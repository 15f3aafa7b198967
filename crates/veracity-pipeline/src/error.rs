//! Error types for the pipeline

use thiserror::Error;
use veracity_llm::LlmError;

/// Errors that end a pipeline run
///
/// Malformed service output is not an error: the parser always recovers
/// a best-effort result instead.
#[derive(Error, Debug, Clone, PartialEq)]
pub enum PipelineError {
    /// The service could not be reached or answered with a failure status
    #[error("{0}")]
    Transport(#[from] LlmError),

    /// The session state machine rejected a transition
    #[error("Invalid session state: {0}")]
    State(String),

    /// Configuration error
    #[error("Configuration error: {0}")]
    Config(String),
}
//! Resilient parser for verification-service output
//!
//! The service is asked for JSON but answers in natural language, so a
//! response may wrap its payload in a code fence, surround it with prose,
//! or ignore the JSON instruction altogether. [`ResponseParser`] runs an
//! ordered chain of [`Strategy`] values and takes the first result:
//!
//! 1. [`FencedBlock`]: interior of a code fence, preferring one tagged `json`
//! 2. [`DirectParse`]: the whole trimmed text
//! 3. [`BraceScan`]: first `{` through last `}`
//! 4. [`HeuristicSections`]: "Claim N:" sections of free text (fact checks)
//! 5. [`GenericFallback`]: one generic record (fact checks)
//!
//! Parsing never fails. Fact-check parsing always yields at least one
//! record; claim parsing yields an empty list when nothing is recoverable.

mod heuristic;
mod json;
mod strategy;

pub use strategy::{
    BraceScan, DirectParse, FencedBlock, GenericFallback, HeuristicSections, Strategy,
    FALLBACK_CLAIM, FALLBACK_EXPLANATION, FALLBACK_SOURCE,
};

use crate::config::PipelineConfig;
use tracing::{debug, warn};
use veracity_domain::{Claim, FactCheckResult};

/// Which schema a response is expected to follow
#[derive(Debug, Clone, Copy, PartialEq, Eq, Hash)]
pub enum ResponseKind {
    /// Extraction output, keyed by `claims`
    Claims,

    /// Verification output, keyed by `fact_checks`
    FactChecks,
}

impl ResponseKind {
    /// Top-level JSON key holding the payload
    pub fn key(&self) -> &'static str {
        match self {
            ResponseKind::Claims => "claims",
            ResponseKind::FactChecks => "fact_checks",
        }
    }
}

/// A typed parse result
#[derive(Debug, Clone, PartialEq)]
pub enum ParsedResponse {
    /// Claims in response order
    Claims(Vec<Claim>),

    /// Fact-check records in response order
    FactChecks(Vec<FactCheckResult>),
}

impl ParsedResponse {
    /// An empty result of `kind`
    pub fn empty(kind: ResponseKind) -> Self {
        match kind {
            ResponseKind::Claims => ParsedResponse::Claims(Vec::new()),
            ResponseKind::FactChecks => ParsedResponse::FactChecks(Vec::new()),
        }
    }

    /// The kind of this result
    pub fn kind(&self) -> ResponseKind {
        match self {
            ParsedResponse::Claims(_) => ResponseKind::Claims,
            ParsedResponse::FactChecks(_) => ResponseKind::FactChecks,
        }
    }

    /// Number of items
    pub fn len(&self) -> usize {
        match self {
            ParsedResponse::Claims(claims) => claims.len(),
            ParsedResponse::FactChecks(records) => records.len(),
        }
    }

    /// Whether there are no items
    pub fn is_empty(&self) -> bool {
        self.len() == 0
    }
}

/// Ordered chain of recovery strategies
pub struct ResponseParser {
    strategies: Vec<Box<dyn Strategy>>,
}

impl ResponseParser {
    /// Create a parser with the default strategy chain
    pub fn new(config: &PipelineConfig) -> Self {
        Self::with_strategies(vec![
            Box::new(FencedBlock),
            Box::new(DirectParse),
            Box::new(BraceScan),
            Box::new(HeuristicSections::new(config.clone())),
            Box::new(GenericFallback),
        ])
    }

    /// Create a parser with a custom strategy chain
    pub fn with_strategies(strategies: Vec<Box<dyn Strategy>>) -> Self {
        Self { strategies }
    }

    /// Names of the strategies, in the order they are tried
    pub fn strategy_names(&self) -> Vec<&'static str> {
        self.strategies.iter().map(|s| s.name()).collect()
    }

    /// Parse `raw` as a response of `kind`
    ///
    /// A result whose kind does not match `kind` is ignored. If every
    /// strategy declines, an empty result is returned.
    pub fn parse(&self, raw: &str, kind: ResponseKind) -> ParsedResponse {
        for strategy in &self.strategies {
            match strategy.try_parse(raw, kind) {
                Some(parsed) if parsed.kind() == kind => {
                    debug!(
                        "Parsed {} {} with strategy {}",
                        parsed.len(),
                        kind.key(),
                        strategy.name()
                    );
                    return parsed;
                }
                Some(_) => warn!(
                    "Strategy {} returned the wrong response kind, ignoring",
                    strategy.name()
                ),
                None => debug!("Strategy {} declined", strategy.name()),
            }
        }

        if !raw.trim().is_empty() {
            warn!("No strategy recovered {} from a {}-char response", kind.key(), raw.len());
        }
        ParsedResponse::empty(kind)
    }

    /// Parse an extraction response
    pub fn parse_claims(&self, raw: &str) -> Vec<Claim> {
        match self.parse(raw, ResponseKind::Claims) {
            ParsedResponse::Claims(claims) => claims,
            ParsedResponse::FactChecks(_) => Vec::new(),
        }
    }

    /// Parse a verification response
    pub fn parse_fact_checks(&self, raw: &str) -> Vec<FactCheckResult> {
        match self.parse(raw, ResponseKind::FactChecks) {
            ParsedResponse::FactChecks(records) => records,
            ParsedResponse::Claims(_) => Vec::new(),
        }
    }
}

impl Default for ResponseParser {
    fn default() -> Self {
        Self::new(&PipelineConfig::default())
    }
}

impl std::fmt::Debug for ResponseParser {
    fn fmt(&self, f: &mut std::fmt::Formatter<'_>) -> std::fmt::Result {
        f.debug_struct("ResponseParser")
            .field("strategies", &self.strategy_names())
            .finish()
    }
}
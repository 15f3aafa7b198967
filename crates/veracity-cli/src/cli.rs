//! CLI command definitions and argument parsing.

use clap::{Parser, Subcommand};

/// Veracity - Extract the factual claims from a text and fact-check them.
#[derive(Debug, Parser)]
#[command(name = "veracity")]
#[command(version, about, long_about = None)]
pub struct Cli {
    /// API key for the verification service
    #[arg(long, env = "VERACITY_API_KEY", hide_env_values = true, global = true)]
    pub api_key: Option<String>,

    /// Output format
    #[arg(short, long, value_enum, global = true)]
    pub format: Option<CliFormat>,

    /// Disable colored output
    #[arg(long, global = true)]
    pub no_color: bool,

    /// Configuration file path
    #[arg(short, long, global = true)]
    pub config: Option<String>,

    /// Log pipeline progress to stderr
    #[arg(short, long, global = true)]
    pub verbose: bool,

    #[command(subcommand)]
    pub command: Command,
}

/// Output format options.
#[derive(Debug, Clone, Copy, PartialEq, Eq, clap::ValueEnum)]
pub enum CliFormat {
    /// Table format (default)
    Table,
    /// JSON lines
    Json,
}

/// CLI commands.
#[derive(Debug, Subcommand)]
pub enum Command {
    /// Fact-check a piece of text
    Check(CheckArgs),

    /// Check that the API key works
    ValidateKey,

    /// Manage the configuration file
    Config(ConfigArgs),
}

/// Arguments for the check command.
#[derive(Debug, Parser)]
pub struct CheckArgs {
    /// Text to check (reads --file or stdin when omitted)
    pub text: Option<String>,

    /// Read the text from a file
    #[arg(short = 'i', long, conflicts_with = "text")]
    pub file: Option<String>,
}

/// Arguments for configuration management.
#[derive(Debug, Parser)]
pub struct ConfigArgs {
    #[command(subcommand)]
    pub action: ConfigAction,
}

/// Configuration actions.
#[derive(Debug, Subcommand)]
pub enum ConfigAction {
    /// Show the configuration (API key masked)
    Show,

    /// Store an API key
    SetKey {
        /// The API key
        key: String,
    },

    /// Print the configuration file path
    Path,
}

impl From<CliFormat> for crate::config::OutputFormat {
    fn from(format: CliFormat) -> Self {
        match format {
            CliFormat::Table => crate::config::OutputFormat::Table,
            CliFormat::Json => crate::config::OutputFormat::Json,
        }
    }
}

* **Task brief**
Look through the records for the word "String". Every line that has it should be copied.

* **Response to the exercise**
    State(String),
    Config(String),
    pub api_key: Option<String>,
    pub config: Option<String>,
    pub text: Option<String>,
    pub file: Option<String>,
        key: String,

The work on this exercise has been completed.